----- MATERIAL FOR THE TASK

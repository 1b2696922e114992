use tracing::debug;
use winbridge_core::platform::{PlatformError, PlatformModule};
use winbridge_core::register_platform_module;

static WINDOWS_PLATFORM: WindowsPlatform = WindowsPlatform;

register_platform_module!(&WINDOWS_PLATFORM);

pub fn platform_module() -> &'static dyn PlatformModule {
    &WINDOWS_PLATFORM
}

struct WindowsPlatform;

impl PlatformModule for WindowsPlatform {
    fn name(&self) -> &'static str {
        "Windows Platform"
    }

    fn initialize(&self) -> Result<(), PlatformError> {
        let elevated = crate::elevation::current_process_elevated().ok();
        debug!(?elevated, "Windows platform initialized");
        Ok(())
    }
}
use std::collections::{BTreeMap, BTreeSet};
use std::sync::Mutex;

use winbridge_core::platform::{PlatformError, PlatformErrorKind, ProcessProvider};
use winbridge_core::types::ProcessRecord;

use crate::lock;

struct ProcessTableState {
    processes: BTreeMap<u32, ProcessRecord>,
    elevated: BTreeSet<u32>,
    protected: BTreeSet<u32>,
    sealed: BTreeSet<u32>,
    vanishing: BTreeSet<u32>,
    unavailable: bool,
    terminated: Vec<u32>,
}

impl ProcessTableState {
    const fn new() -> Self {
        Self {
            processes: BTreeMap::new(),
            elevated: BTreeSet::new(),
            protected: BTreeSet::new(),
            sealed: BTreeSet::new(),
            vanishing: BTreeSet::new(),
            unavailable: false,
            terminated: Vec::new(),
        }
    }
}

/// Seeded process table. Terminated processes disappear from later snapshots.
pub struct MockProcessTable {
    state: Mutex<ProcessTableState>,
}

impl MockProcessTable {
    pub const fn new() -> Self {
        Self { state: Mutex::new(ProcessTableState::new()) }
    }

    pub fn reset(&self) {
        *lock(&self.state) = ProcessTableState::new();
    }

    pub fn spawn(&self, pid: u32, name: &str, parent_pid: Option<u32>) {
        lock(&self.state).processes.insert(pid, ProcessRecord::new(pid, name, parent_pid));
    }

    pub fn set_elevated(&self, pid: u32, elevated: bool) {
        let mut state = lock(&self.state);
        if elevated {
            state.elevated.insert(pid);
        } else {
            state.elevated.remove(&pid);
        }
    }

    /// Terminating `pid` fails with `AccessDenied` from now on.
    pub fn deny_terminate(&self, pid: u32) {
        lock(&self.state).protected.insert(pid);
    }

    /// Querying the token of `pid` fails with `AccessDenied` from now on.
    pub fn deny_elevation_query(&self, pid: u32) {
        lock(&self.state).sealed.insert(pid);
    }

    /// `pid` exits on its own right before the termination request reaches it.
    pub fn vanish_on_terminate(&self, pid: u32) {
        lock(&self.state).vanishing.insert(pid);
    }

    /// Removes `pid` without recording a termination.
    pub fn exit(&self, pid: u32) {
        lock(&self.state).processes.remove(&pid);
    }

    pub fn set_unavailable(&self, unavailable: bool) {
        lock(&self.state).unavailable = unavailable;
    }

    pub fn is_running(&self, pid: u32) -> bool {
        lock(&self.state).processes.contains_key(&pid)
    }

    /// Pids terminated since the last call, in termination order.
    pub fn take_terminated(&self) -> Vec<u32> {
        std::mem::take(&mut lock(&self.state).terminated)
    }
}

impl Default for MockProcessTable {
    fn default() -> Self {
        Self::new()
    }
}

fn unavailable() -> PlatformError {
    PlatformError::new(PlatformErrorKind::SubsystemUnavailable, "mock process table is offline")
}

impl ProcessProvider for MockProcessTable {
    fn name(&self) -> &'static str {
        crate::MOCK_NAME
    }

    fn snapshot(&self) -> Result<Vec<ProcessRecord>, PlatformError> {
        let state = lock(&self.state);
        if state.unavailable {
            return Err(unavailable());
        }
        Ok(state.processes.values().cloned().collect())
    }

    fn terminate(&self, pid: u32) -> Result<(), PlatformError> {
        let mut state = lock(&self.state);
        if state.unavailable {
            return Err(unavailable());
        }
        if state.vanishing.remove(&pid) {
            state.processes.remove(&pid);
        }
        if !state.processes.contains_key(&pid) {
            return Err(PlatformError::not_found(format!("process {pid} is not running")));
        }
        if state.protected.contains(&pid) {
            return Err(PlatformError::access_denied(format!("process {pid} cannot be terminated")));
        }
        state.processes.remove(&pid);
        state.terminated.push(pid);
        Ok(())
    }

    fn is_elevated(&self, pid: u32) -> Result<bool, PlatformError> {
        let state = lock(&self.state);
        if !state.processes.contains_key(&pid) {
            return Err(PlatformError::not_found(format!("process {pid} is not running")));
        }
        if state.sealed.contains(&pid) {
            return Err(PlatformError::access_denied(format!("cannot open token of {pid}")));
        }
        Ok(state.elevated.contains(&pid))
    }
}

----------

→ **TASK TO CARRY OUT**: All records above are to be printed exactly, with nothing omitted.

→ **SOLUTION TO THE EXERCISE**:
repository 1b2696922e114992
use tracing::debug;
use winbridge_core::platform::{PlatformError, PlatformModule};
use winbridge_core::register_platform_module;

static WINDOWS_PLATFORM: WindowsPlatform = WindowsPlatform;

register_platform_module!(&WINDOWS_PLATFORM);

pub fn platform_module() -> &'static dyn PlatformModule {
    &WINDOWS_PLATFORM
}

struct WindowsPlatform;

impl PlatformModule for WindowsPlatform {
    fn name(&self) -> &'static str {
        "Windows Platform"
    }

    fn initialize(&self) -> Result<(), PlatformError> {
        let elevated = crate::elevation::current_process_elevated().ok();
        debug!(?elevated, "Windows platform initialized");
        Ok(())
    }
}
use std::collections::{BTreeMap, BTreeSet};
use std::sync::Mutex;

use winbridge_core::platform::{PlatformError, PlatformErrorKind, ProcessProvider};
use winbridge_core::types::ProcessRecord;

use crate::lock;

struct ProcessTableState {
    processes: BTreeMap<u32, ProcessRecord>,
    elevated: BTreeSet<u32>,
    protected: BTreeSet<u32>,
    sealed: BTreeSet<u32>,
    vanishing: BTreeSet<u32>,
    unavailable: bool,
    terminated: Vec<u32>,
}

impl ProcessTableState {
    const fn new() -> Self {
        Self {
            processes: BTreeMap::new(),
            elevated: BTreeSet::new(),
            protected: BTreeSet::new(),
            sealed: BTreeSet::new(),
            vanishing: BTreeSet::new(),
            unavailable: false,
            terminated: Vec::new(),
        }
    }
}

/// Seeded process table. Terminated processes disappear from later snapshots.
pub struct MockProcessTable {
    state: Mutex<ProcessTableState>,
}

impl MockProcessTable {
    pub const fn new() -> Self {
        Self { state: Mutex::new(ProcessTableState::new()) }
    }

    pub fn reset(&self) {
        *lock(&self.state) = ProcessTableState::new();
    }

    pub fn spawn(&self, pid: u32, name: &str, parent_pid: Option<u32>) {
        lock(&self.state).processes.insert(pid, ProcessRecord::new(pid, name, parent_pid));
    }

    pub fn set_elevated(&self, pid: u32, elevated: bool) {
        let mut state = lock(&self.state);
        if elevated {
            state.elevated.insert(pid);
        } else {
            state.elevated.remove(&pid);
        }
    }

    /// Terminating `pid` fails with `AccessDenied` from now on.
    pub fn deny_terminate(&self, pid: u32) {
        lock(&self.state).protected.insert(pid);
    }

    /// Querying the token of `pid` fails with `AccessDenied` from now on.
    pub fn deny_elevation_query(&self, pid: u32) {
        lock(&self.state).sealed.insert(pid);
    }

    /// `pid` exits on its own right before the termination request reaches it.
    pub fn vanish_on_terminate(&self, pid: u32) {
        lock(&self.state).vanishing.insert(pid);
    }

    /// Removes `pid` without recording a termination.
    pub fn exit(&self, pid: u32) {
        lock(&self.state).processes.remove(&pid);
    }

    pub fn set_unavailable(&self, unavailable: bool) {
        lock(&self.state).unavailable = unavailable;
    }

    pub fn is_running(&self, pid: u32) -> bool {
        lock(&self.state).processes.contains_key(&pid)
    }

    /// Pids terminated since the last call, in termination order.
    pub fn take_terminated(&self) -> Vec<u32> {
        std::mem::take(&mut lock(&self.state).terminated)
    }
}

impl Default for MockProcessTable {
    fn default() -> Self {
        Self::new()
    }
}

fn unavailable() -> PlatformError {
    PlatformError::new(PlatformErrorKind::SubsystemUnavailable, "mock process table is offline")
}

impl ProcessProvider for MockProcessTable {
    fn name(&self) -> &'static str {
        crate::MOCK_NAME
    }

    fn snapshot(&self) -> Result<Vec<ProcessRecord>, PlatformError> {
        let state = lock(&self.state);
        if state.unavailable {
            return Err(unavailable());
        }
        Ok(state.processes.values().cloned().collect())
    }

    fn terminate(&self, pid: u32) -> Result<(), PlatformError> {
        let mut state = lock(&self.state);
        if state.unavailable {
            return Err(unavailable());
        }
        if state.vanishing.remove(&pid) {
            state.processes.remove(&pid);
        }
        if !state.processes.contains_key(&pid) {
            return Err(PlatformError::not_found(format!("process {pid} is not running")));
        }
        if state.protected.contains(&pid) {
            return Err(PlatformError::access_denied(format!("process {pid} cannot be terminated")));
        }
        state.processes.remove(&pid);
        state.terminated.push(pid);
        Ok(())
    }

    fn is_elevated(&self, pid: u32) -> Result<bool, PlatformError> {
        let state = lock(&self.state);
        if !state.processes.contains_key(&pid) {
            return Err(PlatformError::not_found(format!("process {pid} is not running")));
        }
        if state.sealed.contains(&pid) {
            return Err(PlatformError::access_denied(format!("cannot open token of {pid}")));
        }
        Ok(state.elevated.contains(&pid))
    }
}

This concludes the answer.